A rapid, sensitive, and selective liquid chromatography–mass spectrometry method for simultaneous quantification of astragaloside IV and cycloastragenol in mouse plasma and its application to a pharmacokinetic study

Abstract

Astragaloside IV is the primary active ingredient of Astragalus membranaceus (Fisch.) Bunge with multiple pharmacological effects and a promising therapeutic agent for a number of diseases such as diabetic nephropathy and heart disease. To study the pharmacokinetics of astragaloside IV in mice, a rapid, sensitive, and selective liquid chromatography–mass spectrometry method was developed for the simultaneous quantification of astragaloside IV and its main bioactive metabolite, cycloastragenol. Samples were prepared using only 20 μL of mouse plasma and digoxin as an internal standard.
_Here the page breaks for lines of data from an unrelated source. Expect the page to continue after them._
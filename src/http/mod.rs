use std::collections::HashMap;
use std::pin::Pin;
use std::sync::Arc;
use std::time::Duration;

use async_trait::async_trait;
use futures_core::Stream;
use futures_util::StreamExt;
use serde::Serialize;

use crate::error::LLMError;

/// HTTP methods used by the providers.
#[derive(Debug, Clone, Copy, PartialEq, Eq)]
pub enum HttpMethod {
    Get,
    Post,
}

/// Minimal HTTP request representation shared across providers.
#[derive(Debug, Clone)]
pub struct HttpRequest {
    pub method: HttpMethod,
    pub url: String,
    pub headers: HashMap<String, String>,
    pub body: Option<Vec<u8>>,
    pub timeout: Option<Duration>,
}

impl HttpRequest {
    /// Builds a POST request with a JSON request body.
    ///
    /// # Examples
    ///
    /// ```
    /// use llmanager::http::{HttpMethod, HttpRequest};
    ///
    /// let request = HttpRequest::post_json("https://example.com", br"{}".to_vec());
    /// assert_eq!(request.method, HttpMethod::Post);
    /// assert_eq!(request.headers.get("Content-Type"), Some(&"application/json".to_string()));
    /// ```
    pub fn post_json(url: impl Into<String>, body: Vec<u8>) -> Self {
        Self {
            method: HttpMethod::Post,
            url: url.into(),
            headers: HashMap::from([("Content-Type".to_string(), "application/json".to_string())]),
            body: Some(body),
            timeout: None,
        }
    }

    /// Builds a body-less GET request.
    pub fn get(url: impl Into<String>) -> Self {
        Self {
            method: HttpMethod::Get,
            url: url.into(),
            headers: HashMap::new(),
            body: None,
            timeout: None,
        }
    }

    /// Merges `headers` into the request, replacing existing names.
    pub fn with_headers(mut self, headers: HashMap<String, String>) -> Self {
        self.headers.extend(headers);
        self
    }
}

/// Minimal HTTP response representation.
#[derive(Debug, Clone)]
pub struct HttpResponse {
    pub status: u16,
    pub headers: HashMap<String, String>,
    pub body: Vec<u8>,
}

impl HttpResponse {
    pub fn is_success(&self) -> bool {
        (200..300).contains(&self.status)
    }

    /// Converts the body into a UTF-8 string.
    ///
    /// # Errors
    ///
    /// Returns [`LLMError::Transport`] when the body is not valid UTF-8.
    pub fn into_string(self) -> Result<String, LLMError> {
        String::from_utf8(self.body).map_err(|err| LLMError::transport(err.to_string()))
    }
}

/// HTTP response that carries a streaming body.
pub struct HttpStreamResponse {
    pub status: u16,
    pub headers: HashMap<String, String>,
    pub body: HttpBodyStream,
}

/// Body stream returned by [`HttpTransport::send_stream`].
pub type HttpBodyStream = Pin<Box<dyn Stream<Item = Result<Vec<u8>, LLMError>> + Send>>;

/// Transport abstraction decoupling sessions from the concrete HTTP client.
///
/// # Examples
///
/// ```
/// # use async_trait::async_trait;
/// # use llmanager::http::{HttpTransport, HttpRequest, HttpResponse, HttpStreamResponse};
/// # use llmanager::error::LLMError;
/// # use futures_util::stream;
/// struct MemoryTransport;
///
/// #[async_trait]
/// impl HttpTransport for MemoryTransport {
///     async fn send(&self, request: HttpRequest) -> Result<HttpResponse, LLMError> {
///         Ok(HttpResponse { status: 200, headers: request.headers, body: b"ok".to_vec() })
///     }
///     async fn send_stream(&self, request: HttpRequest) -> Result<HttpStreamResponse, LLMError> {
///         Ok(HttpStreamResponse { status: 200, headers: request.headers, body: Box::pin(stream::empty()) })
///     }
/// }
///
/// # tokio::runtime::Builder::new_current_thread().build().unwrap().block_on(async {
/// let response = MemoryTransport
///     .send(HttpRequest::get("https://example.com"))
///     .await
///     .unwrap();
/// assert_eq!(response.status, 200);
/// # });
/// ```
#[async_trait]
pub trait HttpTransport: Send + Sync {
    /// Sends a request and resolves when the full response is available.
    ///
    /// # Errors
    ///
    /// Implementations map network failures to [`LLMError::Transport`].
    async fn send(&self, request: HttpRequest) -> Result<HttpResponse, LLMError>;

    /// Sends a request and returns the body as a chunk stream.
    ///
    /// # Errors
    ///
    /// Implementations map network failures to [`LLMError::Transport`].
    async fn send_stream(&self, request: HttpRequest) -> Result<HttpStreamResponse, LLMError>;
}

/// Thread-safe handle to a transport implementation.
pub type DynHttpTransport = Arc<dyn HttpTransport>;

fn serialize_body<T: Serialize>(body: &T) -> Result<Vec<u8>, LLMError> {
    serde_json::to_vec(body).map_err(|err| LLMError::Validation {
        message: format!("failed to serialize request: {err}"),
    })
}

/// Serializes a body to JSON, attaches headers, and issues a POST request.
///
/// # Errors
///
/// Returns [`LLMError::Validation`] if serialization fails or forwards the error raised by
/// [`HttpTransport::send`].
pub async fn post_json_with_headers<T: Serialize>(
    transport: &dyn HttpTransport,
    url: impl Into<String>,
    headers: HashMap<String, String>,
    body: &T,
) -> Result<HttpResponse, LLMError> {
    let request = HttpRequest::post_json(url, serialize_body(body)?).with_headers(headers);
    transport.send(request).await
}

/// Issues a JSON POST request and returns the streaming response.
///
/// # Errors
///
/// Returns [`LLMError::Validation`] when serialization fails or propagates any error from
/// [`HttpTransport::send_stream`].
pub async fn post_json_stream_with_headers<T: Serialize>(
    transport: &dyn HttpTransport,
    url: impl Into<String>,
    headers: HashMap<String, String>,
    body: &T,
) -> Result<HttpStreamResponse, LLMError> {
    let request = HttpRequest::post_json(url, serialize_body(body)?).with_headers(headers);
    transport.send_stream(request).await
}

/// Issues a GET request with the given headers.
pub async fn get_with_headers(
    transport: &dyn HttpTransport,
    url: impl Into<String>,
    headers: HashMap<String, String>,
) -> Result<HttpResponse, LLMError> {
    transport
        .send(HttpRequest::get(url).with_headers(headers))
        .await
}

/// Drains a streaming body, used to build error messages for non-2xx streams.
pub(crate) async fn collect_body_text(
    mut body: HttpBodyStream,
    provider: &'static str,
) -> Result<String, LLMError> {
    let mut bytes = Vec::new();
    while let Some(chunk) = body.next().await {
        bytes.extend_from_slice(&chunk?);
    }
    String::from_utf8(bytes).map_err(|err| LLMError::Provider {
        provider,
        message: format!("failed to decode stream error body: {err}"),
    })
}

/// Extracts the `Retry-After` header (in seconds) if present.
///
/// HTTP-date values are ignored; vendors use the numeric form.
pub(crate) fn retry_after_from_headers(headers: &HashMap<String, String>) -> Option<Duration> {
    headers
        .iter()
        .find(|(name, _)| name.eq_ignore_ascii_case("retry-after"))
        .and_then(|(_, value)| value.trim().parse::<u64>().ok())
        .map(Duration::from_secs)
}

pub mod reqwest;

#[cfg(test)]
mod tests {
    use super::*;
    use serde::ser;

    /// Transport that panics if `send` or `send_stream` are invoked.
    struct PanicTransport;

    #[async_trait]
    impl HttpTransport for PanicTransport {
        async fn send(&self, _request: HttpRequest) -> Result<HttpResponse, LLMError> {
            panic!("send should not be called");
        }

        async fn send_stream(&self, _request: HttpRequest) -> Result<HttpStreamResponse, LLMError> {
            panic!("send_stream should not be called");
        }
    }

    struct NonSerializableBody;

    impl Serialize for NonSerializableBody {
        fn serialize<S>(&self, _serializer: S) -> Result<S::Ok, S::Error>
        where
            S: serde::Serializer,
        {
            Err(ser::Error::custom(
                "intentional serialization failure for test",
            ))
        }
    }

    #[tokio::test]
    async fn post_json_with_headers_returns_validation_on_serde_error() {
        let result = post_json_with_headers(
            &PanicTransport,
            "http://example.com",
            HashMap::new(),
            &NonSerializableBody,
        )
        .await;

        match result {
            Err(LLMError::Validation { message }) => {
                assert!(
                    message.contains("failed to serialize request"),
                    "unexpected validation message: {message}"
                );
            }
            Ok(_) => panic!("expected validation error for non serializable body"),
            Err(other) => panic!("unexpected error type: {other:?}"),
        }
    }

    #[test]
    fn with_headers_keeps_content_type() {
        let request = HttpRequest::post_json("http://example.com", Vec::new())
            .with_headers(HashMap::from([("x-api-key".into(), "k".into())]));
        assert_eq!(
            request.headers.get("Content-Type").map(String::as_str),
            Some("application/json")
        );
        assert_eq!(request.headers.get("x-api-key").map(String::as_str), Some("k"));
    }

    #[test]
    fn retry_after_is_case_insensitive() {
        let headers = HashMap::from([("Retry-After".to_string(), " 12 ".to_string())]);
        assert_eq!(
            retry_after_from_headers(&headers),
            Some(Duration::from_secs(12))
        );
        let headers = HashMap::from([("retry-after".to_string(), "soon".to_string())]);
        assert_eq!(retry_after_from_headers(&headers), None);
    }
}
After protein precipitation, the supernatant was treated using a phospholipid removal plate to remove ion-suppressive phospholipids. The analytes and internal standard in the filtered solutions were separated on a C18 column and detected under positive ion and selected ion monitoring mode within just 3 min. The assay exhibited good linearity in the concentration range 1–200 ng/mL. The intra- and interday precisions expressed as relative standard deviations were all below 8.6%, and the accuracy expressed as a relative error was ≤8.8%. The method was successfully applied to a pharmacokinetic study of healthy mice upon administration of 30 mg/kg/d astragaloside IV.